= Treatment Action Group =

U.S.-based non-profit organization

Treatment Action Group (TAG) is a U.S.-based organization that has been prominent within the movement of HIV/AIDS activism. Being formed in 1991, it has possessed the goals of working with worldwide efforts to increase research on treatments for HIV and for deadly co-infections that affect individuals with HIV, such as hepatitis C and tuberculosis, as well as spur on greater access to and efficient usage of already available treatments. The group additionally monitors research on a possible HIV vaccine and on fundamental science aimed at understanding the pathogenesis of HIV/AIDS.

==History==
The Treatment Action Group had its origins in the AIDS activist organization, ACT UP New York. In January 1992, members of the Treatment and Data Committee of ACT UP left the parent group to create a non-profit organization focused on accelerating treatment research.

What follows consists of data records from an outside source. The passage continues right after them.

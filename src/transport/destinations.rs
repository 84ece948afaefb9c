//! Destination names used by the chat backend.

/// Per-user notification queue.
pub const NOTIFICATIONS: &str = "/user/queue/notifications";

/// Inbound conversation events (new message, delete, typing, metadata).
#[must_use]
pub fn conversation(conversation_id: &str) -> String {
    format!("/topic/conversations/{conversation_id}")
}

/// Outbound typing-status publish.
#[must_use]
pub fn typing(conversation_id: &str) -> String {
    format!("/app/conversations/{conversation_id}/typing")
}

/// Outbound read-receipt publish.
#[must_use]
pub fn read_receipt(conversation_id: &str) -> String {
    format!("/app/conversations/{conversation_id}/read")
}

/// Outbound bulk read-receipt publish.
#[must_use]
pub fn bulk_read_receipt(conversation_id: &str) -> String {
    format!("/app/chat/{conversation_id}/read-bulk")
}
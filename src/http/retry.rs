//! Retry bookkeeping.

use std::future::Future;
use std::time::Duration;

use super::request::RetryMode;
use crate::error::ClientError;

/// Attempt counter for one logical request.
#[derive(Debug, Clone, Copy, PartialEq, Eq)]
pub struct RetryContext {
    /// Attempts started so far.
    pub attempt: u32,
    /// Attempts allowed in total.
    pub max_attempts: u32,
}

impl RetryContext {
    /// Context allowing `max_attempts` attempts (at least one).
    #[must_use]
    pub const fn new(max_attempts: u32) -> Self {
        Self {
            attempt: 0,
            max_attempts: if max_attempts == 0 { 1 } else { max_attempts },
        }
    }

    /// Two attempts for idempotent calls, one otherwise.
    #[must_use]
    pub const fn for_mode(mode: RetryMode) -> Self {
        match mode {
            RetryMode::Idempotent => Self::new(2),
            RetryMode::Never => Self::new(1),
        }
    }

    /// Records the start of an attempt.
    pub const fn begin(&mut self) {
        self.attempt += 1;
    }

    /// Whether `error` from the current attempt should be retried.
    #[must_use]
    pub const fn should_retry(&self, error: &ClientError) -> bool {
        self.attempt < self.max_attempts && error.is_retryable()
    }
}

/// Runs `op`, retrying retryable failures once per entry of `delays`
/// after waiting that long.
///
/// # Errors
///
/// Returns the first non-retryable error, or the last error once `delays`
/// is exhausted.
pub async fn with_retries<T, F, Fut>(
    operation: &str,
    delays: &[Duration],
    mut op: F,
) -> Result<T, ClientError>
where
    F: FnMut() -> Fut,
    Fut: Future<Output = Result<T, ClientError>>,
{
    let mut schedule = delays.iter();
    let mut attempt = 1u32;
    loop {
        let err = match op().await {
            Ok(value) => return Ok(value),
            Err(err) if err.is_retryable() => err,
            Err(err) => return Err(err),
        };
        let Some(delay) = schedule.next() else {
            tracing::warn!(operation, attempt, error = %err, "retries exhausted");
            return Err(err);
        };
        tracing::info!(
            operation,
            attempt,
            delay_ms = delay.as_millis() as u64,
            error = %err,
            "retrying"
        );
        tokio::time::sleep(*delay).await;
        attempt += 1;
    }
}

During the early 1990s, TAG members, including Mark Harrington and Spencer Cox, advocated with government scientists, drug company researchers, and U.S. Food and Drug Administration officials to speed the development of new HIV therapies. The group produced an influential policy report on government investment in basic science, which recommended increasing funding to the National Institutes of Health (NIH) and reorganizing the national AIDS research effort.

Following approval of several effective antiretroviral drugs in 1995, Treatment Action Group pressed government and industry to conduct research to understand the long-term effects of the new drugs.

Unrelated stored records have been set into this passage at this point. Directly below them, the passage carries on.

//! STOMP 1.2 frame codec.
//!
//! A frame is `COMMAND EOL *(header EOL) EOL body NUL`. Header values are
//! escaped (`\\`, `\n`, `\r`, `\c`) on every frame except `CONNECT` and
//! `CONNECTED`. Bare EOLs between frames are heart-beats and are skipped.

use std::fmt;
use std::str::FromStr;
use std::time::Duration;

use crate::error::ClientError;

/// STOMP command.
#[derive(Debug, Clone, Copy, PartialEq, Eq, Hash)]
pub enum Command {
    /// Client → broker handshake.
    Connect,
    /// Broker → client handshake acknowledgement.
    Connected,
    /// Client → broker publish.
    Send,
    /// Client → broker subscription.
    Subscribe,
    /// Client → broker subscription removal.
    Unsubscribe,
    /// Client → broker graceful close.
    Disconnect,
    /// Broker → client delivery.
    Message,
    /// Broker → client receipt.
    Receipt,
    /// Broker → client error; the broker closes the connection after it.
    Error,
}

impl Command {
    /// Wire name of the command.
    #[must_use]
    pub const fn as_str(&self) -> &'static str {
        match self {
            Self::Connect => "CONNECT",
            Self::Connected => "CONNECTED",
            Self::Send => "SEND",
            Self::Subscribe => "SUBSCRIBE",
            Self::Unsubscribe => "UNSUBSCRIBE",
            Self::Disconnect => "DISCONNECT",
            Self::Message => "MESSAGE",
            Self::Receipt => "RECEIPT",
            Self::Error => "ERROR",
        }
    }

    const fn escapes_headers(self) -> bool {
        !matches!(self, Self::Connect | Self::Connected)
    }
}

impl FromStr for Command {
    type Err = ClientError;

    fn from_str(s: &str) -> Result<Self, Self::Err> {
        match s {
            "CONNECT" | "STOMP" => Ok(Self::Connect),
            "CONNECTED" => Ok(Self::Connected),
            "SEND" => Ok(Self::Send),
            "SUBSCRIBE" => Ok(Self::Subscribe),
            "UNSUBSCRIBE" => Ok(Self::Unsubscribe),
            "DISCONNECT" => Ok(Self::Disconnect),
            "MESSAGE" => Ok(Self::Message),
            "RECEIPT" => Ok(Self::Receipt),
            "ERROR" => Ok(Self::Error),
            other => Err(ClientError::Protocol(format!("unknown command {other:?}"))),
        }
    }
}

impl fmt::Display for Command {
    fn fmt(&self, f: &mut fmt::Formatter<'_>) -> fmt::Result {
        f.write_str(self.as_str())
    }
}

/// A single STOMP frame.
#[derive(Debug, Clone, PartialEq, Eq)]
pub struct Frame {
    /// Frame command.
    pub command: Command,
    /// Headers in wire order. Repeated names are allowed; the first wins.
    pub headers: Vec<(String, String)>,
    /// Frame body (UTF-8 text).
    pub body: String,
}

impl Frame {
    /// Creates a frame with no headers and an empty body.
    #[must_use]
    pub const fn new(command: Command) -> Self {
        Self {
            command,
            headers: Vec::new(),
            body: String::new(),
        }
    }

    /// Appends a header.
    #[must_use]
    pub fn header(mut self, name: impl Into<String>, value: impl Into<String>) -> Self {
        self.headers.push((name.into(), value.into()));
        self
    }

    /// Sets the body.
    #[must_use]
    pub fn with_body(mut self, body: impl Into<String>) -> Self {
        self.body = body.into();
        self
    }

    /// Returns the first value of header `name`.
    #[must_use]
    pub fn get(&self, name: &str) -> Option<&str> {
        self.headers
            .iter()
            .find(|(k, _)| k == name)
            .map(|(_, v)| v.as_str())
    }

    /// `CONNECT` frame carrying the bearer credential.
    #[must_use]
    pub fn connect(token: &str, heartbeat_ms: (u64, u64)) -> Self {
        Self::new(Command::Connect)
            .header("accept-version", "1.2,1.1,1.0")
            .header("heart-beat", format!("{},{}", heartbeat_ms.0, heartbeat_ms.1))
            .header("Authorization", format!("Bearer {token}"))
    }

    /// `SUBSCRIBE` frame for `destination` under subscription `id`.
    #[must_use]
    pub fn subscribe(id: &str, destination: &str) -> Self {
        Self::new(Command::Subscribe)
            .header("id", id)
            .header("destination", destination)
            .header("ack", "auto")
    }

    /// `UNSUBSCRIBE` frame for subscription `id`.
    #[must_use]
    pub fn unsubscribe(id: &str) -> Self {
        Self::new(Command::Unsubscribe).header("id", id)
    }

    /// `SEND` frame with a JSON body.
    #[must_use]
    pub fn send_json(destination: &str, body: &serde_json::Value) -> Self {
        Self::new(Command::Send)
            .header("destination", destination)
            .header("content-type", "application/json")
            .with_body(body.to_string())
    }

    /// `DISCONNECT` frame.
    #[must_use]
    pub fn disconnect() -> Self {
        Self::new(Command::Disconnect)
    }

    /// Encodes the frame to its wire text, adding `content-length` when
    /// the body is non-empty.
    #[must_use]
    pub fn encode(&self) -> String {
        let mut out = String::with_capacity(self.body.len() + 64);
        out.push_str(self.command.as_str());
        out.push('\n');
        let escape = self.command.escapes_headers();
        for (name, value) in &self.headers {
            if escape {
                out.push_str(&escape_header(name));
                out.push(':');
                out.push_str(&escape_header(value));
            } else {
                out.push_str(name);
                out.push(':');
                out.push_str(value);
            }
            out.push('\n');
        }
        if !self.body.is_empty() && self.get("content-length").is_none() {
            out.push_str(&format!("content-length:{}\n", self.body.len()));
        }
        out.push('\n');
        out.push_str(&self.body);
        out.push('\0');
        out
    }

    /// Decodes every frame in `input`, skipping heart-beats.
    ///
    /// # Errors
    ///
    /// Returns [`ClientError::Protocol`] on an unknown command, a malformed
    /// header, a bad escape sequence, or a missing terminator.
    pub fn decode_all(input: &str) -> Result<Vec<Self>, ClientError> {
        let mut frames = Vec::new();
        let mut rest = input;
        loop {
            rest = rest.trim_start_matches(['\n', '\r']);
            if rest.is_empty() {
                return Ok(frames);
            }
            let (frame, tail) = parse_frame(rest)?
                .ok_or_else(|| ClientError::Protocol("incomplete frame".to_string()))?;
            frames.push(frame);
            rest = tail;
        }
    }
}

/// Largest partial frame kept while waiting for the rest of it.
const MAX_RESIDUAL: usize = 1 << 20;

/// Reassembles frames split across transport messages.
#[derive(Debug, Default)]
pub struct FrameBuffer {
    residual: String,
}

impl FrameBuffer {
    /// Creates an empty buffer.
    #[must_use]
    pub fn new() -> Self {
        Self::default()
    }

    /// Appends `chunk` and returns every frame it completes, in order.
    /// A trailing partial frame is kept for the next call.
    ///
    /// # Errors
    ///
    /// Returns [`ClientError::Protocol`] on a malformed frame or when a
    /// partial frame outgrows the buffer limit. The buffer is emptied.
    pub fn push(&mut self, chunk: &str) -> Result<Vec<Frame>, ClientError> {
        self.residual.push_str(chunk);
        let mut frames = Vec::new();
        let mut consumed = 0;
        let outcome = loop {
            let rest = self.residual.get(consumed..).unwrap_or_default();
            let trimmed = rest.trim_start_matches(['\n', '\r']);
            consumed += rest.len() - trimmed.len();
            if trimmed.is_empty() {
                break Ok(());
            }
            match parse_frame(trimmed) {
                Ok(Some((frame, tail))) => {
                    frames.push(frame);
                    consumed += trimmed.len() - tail.len();
                }
                Ok(None) if trimmed.len() > MAX_RESIDUAL => {
                    break Err(ClientError::Protocol(format!(
                        "partial frame exceeds {MAX_RESIDUAL} bytes"
                    )));
                }
                Ok(None) => break Ok(()),
                Err(err) => break Err(err),
            }
        };
        match outcome {
            Ok(()) => {
                self.residual.replace_range(..consumed, "");
                Ok(frames)
            }
            Err(err) => {
                self.residual.clear();
                Err(err)
            }
        }
    }

    /// `true` when no partial frame is buffered.
    #[must_use]
    pub fn is_empty(&self) -> bool {
        self.residual.is_empty()
    }
}

/// Parses one frame from the front of `input`. `Ok(None)` means the frame
/// is not complete yet.
fn parse_frame(input: &str) -> Result<Option<(Frame, &str)>, ClientError> {
    let Some((head, after_head)) = split_head(input) else {
        return Ok(None);
    };
    let mut lines = head.lines();
    let command: Command = lines
        .next()
        .ok_or_else(|| ClientError::Protocol("empty frame".to_string()))?
        .parse()?;

    let escaped = command.escapes_headers();
    let mut headers = Vec::new();
    for line in lines {
        let (name, value) = line
            .split_once(':')
            .ok_or_else(|| ClientError::Protocol(format!("malformed header line {line:?}")))?;
        if escaped {
            headers.push((unescape_header(name)?, unescape_header(value)?));
        } else {
            headers.push((name.to_string(), value.to_string()));
        }
    }

    let content_length = headers
        .iter()
        .find(|(k, _)| k == "content-length")
        .map(|(_, v)| v.trim().parse::<usize>())
        .transpose()
        .map_err(|e| ClientError::Protocol(format!("bad content-length: {e}")))?;

    let (body, tail) = match content_length {
        Some(len) => {
            if after_head.len() <= len {
                return Ok(None);
            }
            let body = after_head
                .get(..len)
                .ok_or_else(|| ClientError::Protocol("content-length splits a character".into()))?;
            let tail = after_head
                .get(len..)
                .and_then(|t| t.strip_prefix('\0'))
                .ok_or_else(|| ClientError::Protocol("frame missing NUL terminator".into()))?;
            (body, tail)
        }
        None => match after_head.split_once('\0') {
            Some(split) => split,
            None => return Ok(None),
        },
    };

    Ok(Some((
        Frame {
            command,
            headers,
            body: body.to_string(),
        },
        tail,
    )))
}

/// Splits at the blank line ending the header block.
fn split_head(input: &str) -> Option<(&str, &str)> {
    let lf = input.find("\n\n").map(|i| (i, 2));
    let crlf = input.find("\r\n\r\n").map(|i| (i, 4));
    let (at, sep) = match (lf, crlf) {
        (Some(a), Some(b)) => {
            if a.0 <= b.0 {
                a
            } else {
                b
            }
        }
        (Some(a), None) => a,
        (None, Some(b)) => b,
        (None, None) => return None,
    };
    let head = input.get(..at).unwrap_or_default();
    let rest = input.get(at + sep..).unwrap_or_default();
    Some((head, rest))
}

fn escape_header(raw: &str) -> String {
    let mut out = String::with_capacity(raw.len());
    for c in raw.chars() {
        match c {
            '\\' => out.push_str("\\\\"),
            '\n' => out.push_str("\\n"),
            '\r' => out.push_str("\\r"),
            ':' => out.push_str("\\c"),
            other => out.push(other),
        }
    }
    out
}

fn unescape_header(raw: &str) -> Result<String, ClientError> {
    let mut out = String::with_capacity(raw.len());
    let mut chars = raw.chars();
    while let Some(c) = chars.next() {
        if c != '\\' {
            out.push(c);
            continue;
        }
        match chars.next() {
            Some('\\') => out.push('\\'),
            Some('n') => out.push('\n'),
            Some('r') => out.push('\r'),
            Some('c') => out.push(':'),
            other => {
                return Err(ClientError::Protocol(format!(
                    "invalid header escape \\{}",
                    other.map(String::from).unwrap_or_default()
                )));
            }
        }
    }
    Ok(out)
}

/// Interval at which the client must send heart-beats, negotiated from the
/// client's `heart-beat` setting and the broker's `CONNECTED` header.
///
/// Returns `None` when either side disables outgoing heart-beats.
#[must_use]
pub fn negotiate_heartbeat(client_ms: (u64, u64), server_header: Option<&str>) -> Option<Duration> {
    let (_, server_wants) = server_header?
        .split_once(',')
        .map(|(a, b)| (a.trim().parse::<u64>(), b.trim().parse::<u64>()))
        .and_then(|(a, b)| Some((a.ok()?, b.ok()?)))?;
    if client_ms.0 == 0 || server_wants == 0 {
        return None;
    }
    Some(Duration::from_millis(client_ms.0.max(server_wants)))
}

In 2002, TAG began raising awareness of the impact that tuberculosis (TB) was having on people with HIV in the developing world. In 2007, the organization received a $4.7 million grant from the Bill & Melinda Gates Foundation to foster increased international advocacy on TB/HIV research and treatment.

In 2020, Doctors Without Borders (MSF) stated that that price Cepheid Inc charged for its Xpert Xpress tests was not affordable in countries where people live on less than two dollars a day. They estimated that the cost to Cepheid of providing the test is as low as US$3, and called the offered US$19.80, price profiteering, asking that Cepheid make a more moderate profit by selling the tests for US$5 each. TAG seconded this request, saying that the development of the tests, and their purchase and global deployment, has been done with public funds, while the owners of Cepheid made profits of $3 billion in 2019. They requested the same price reduction for all the tests using the same technique, including COVID-19, HIV, TB, and hepatitis C, as the costs are similar regardless of the disease (the tests convert the RNA of the RNA virus into DNA, then tests for the presence of some DNA sequences). This request started the "Time for $5" campaign.

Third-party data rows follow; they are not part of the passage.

//! Broadcast channel for session lifecycle events.
//!
//! [`SessionBus`] wraps a [`tokio::sync::broadcast`] channel. The request
//! layer publishes [`SessionEvent::Ended`] whenever the credential is
//! rejected or cannot be refreshed; the application subscribes and sends
//! the user back to the login flow.

use chrono::{DateTime, Utc};
use serde::Serialize;
use tokio::sync::broadcast;

/// Why the session ended.
#[derive(Debug, Clone, Copy, PartialEq, Eq, Serialize)]
#[serde(rename_all = "snake_case")]
pub enum SessionEndReason {
    /// The credential expired and the refresh attempt failed.
    RefreshFailed,
    /// The server answered a protected call with 401.
    Unauthorized,
    /// The application logged out.
    LoggedOut,
}

/// Session lifecycle event.
#[derive(Debug, Clone, Serialize)]
#[serde(tag = "event", rename_all = "snake_case")]
pub enum SessionEvent {
    /// Local credential state was cleared; a new login is required.
    Ended {
        /// Cause of the session end.
        reason: SessionEndReason,
        /// Request path that triggered it, if any.
        path: Option<String>,
        /// Event timestamp.
        timestamp: DateTime<Utc>,
    },
}

/// Broadcast bus for [`SessionEvent`]s.
///
/// When the ring buffer is full, the oldest events are dropped for lagging
/// receivers.
#[derive(Debug, Clone)]
pub struct SessionBus {
    sender: broadcast::Sender<SessionEvent>,
}

impl SessionBus {
    /// Creates a new `SessionBus` with the given channel capacity.
    ///
    /// A capacity of zero is raised to one.
    #[must_use]
    pub fn new(capacity: usize) -> Self {
        let (sender, _) = broadcast::channel(capacity.max(1));
        Self { sender }
    }

    /// Publishes an event to all subscribers.
    ///
    /// Returns the number of receivers that received the event.
    pub fn publish(&self, event: SessionEvent) -> usize {
        self.sender.send(event).unwrap_or(0)
    }

    /// Publishes [`SessionEvent::Ended`] for `reason`.
    pub fn session_ended(&self, reason: SessionEndReason, path: Option<&str>) -> usize {
        tracing::warn!(?reason, path, "session ended");
        self.publish(SessionEvent::Ended {
            reason,
            path: path.map(str::to_string),
            timestamp: Utc::now(),
        })
    }

    /// Creates a new receiver that will receive all future events.
    #[must_use]
    pub fn subscribe(&self) -> broadcast::Receiver<SessionEvent> {
        self.sender.subscribe()
    }

    /// Returns the current number of active receivers.
    #[must_use]
    pub fn receiver_count(&self) -> usize {
        self.sender.receiver_count()
    }
}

On June 20, 2024, MSF announced its Access To Medicines campaign is shutting down. TAG criticized the move by MSF in an open letter by Mark Harrington. The open letter declares: "The shuttering of the Access Campaign will have an extremely negative effect on the very populations whom MSF stands in solidarity.... We urge you to reverse the decision to close down the Access Campaign and engage with our communities to ensure continued collaboration."

==Mission statement==
Treatment Action Group's mission statement describes the group as: "an independent AIDS research and policy think tank fighting for better treatment, a vaccine, and a cure for AIDS."

TAG works to ensure that all people with HIV receive life saving treatment, care, and information. We are science-based treatment activists working to expand and accelerate vital research and effective community engagement with research and policy institutions.
TAG catalyzes open collective action by all affected communities, scientists, and policymakers to end AIDS.

==In the media==
TAG's September 1991 demonstration at the home of Senator Jesse Helms was documented in Robert Hilferty's film I Wrapped a Giant Condom Over Jesse Helms' House.

The relationship between TAG and ACT UP is also discussed in the 2012 documentary How to Survive a Plague.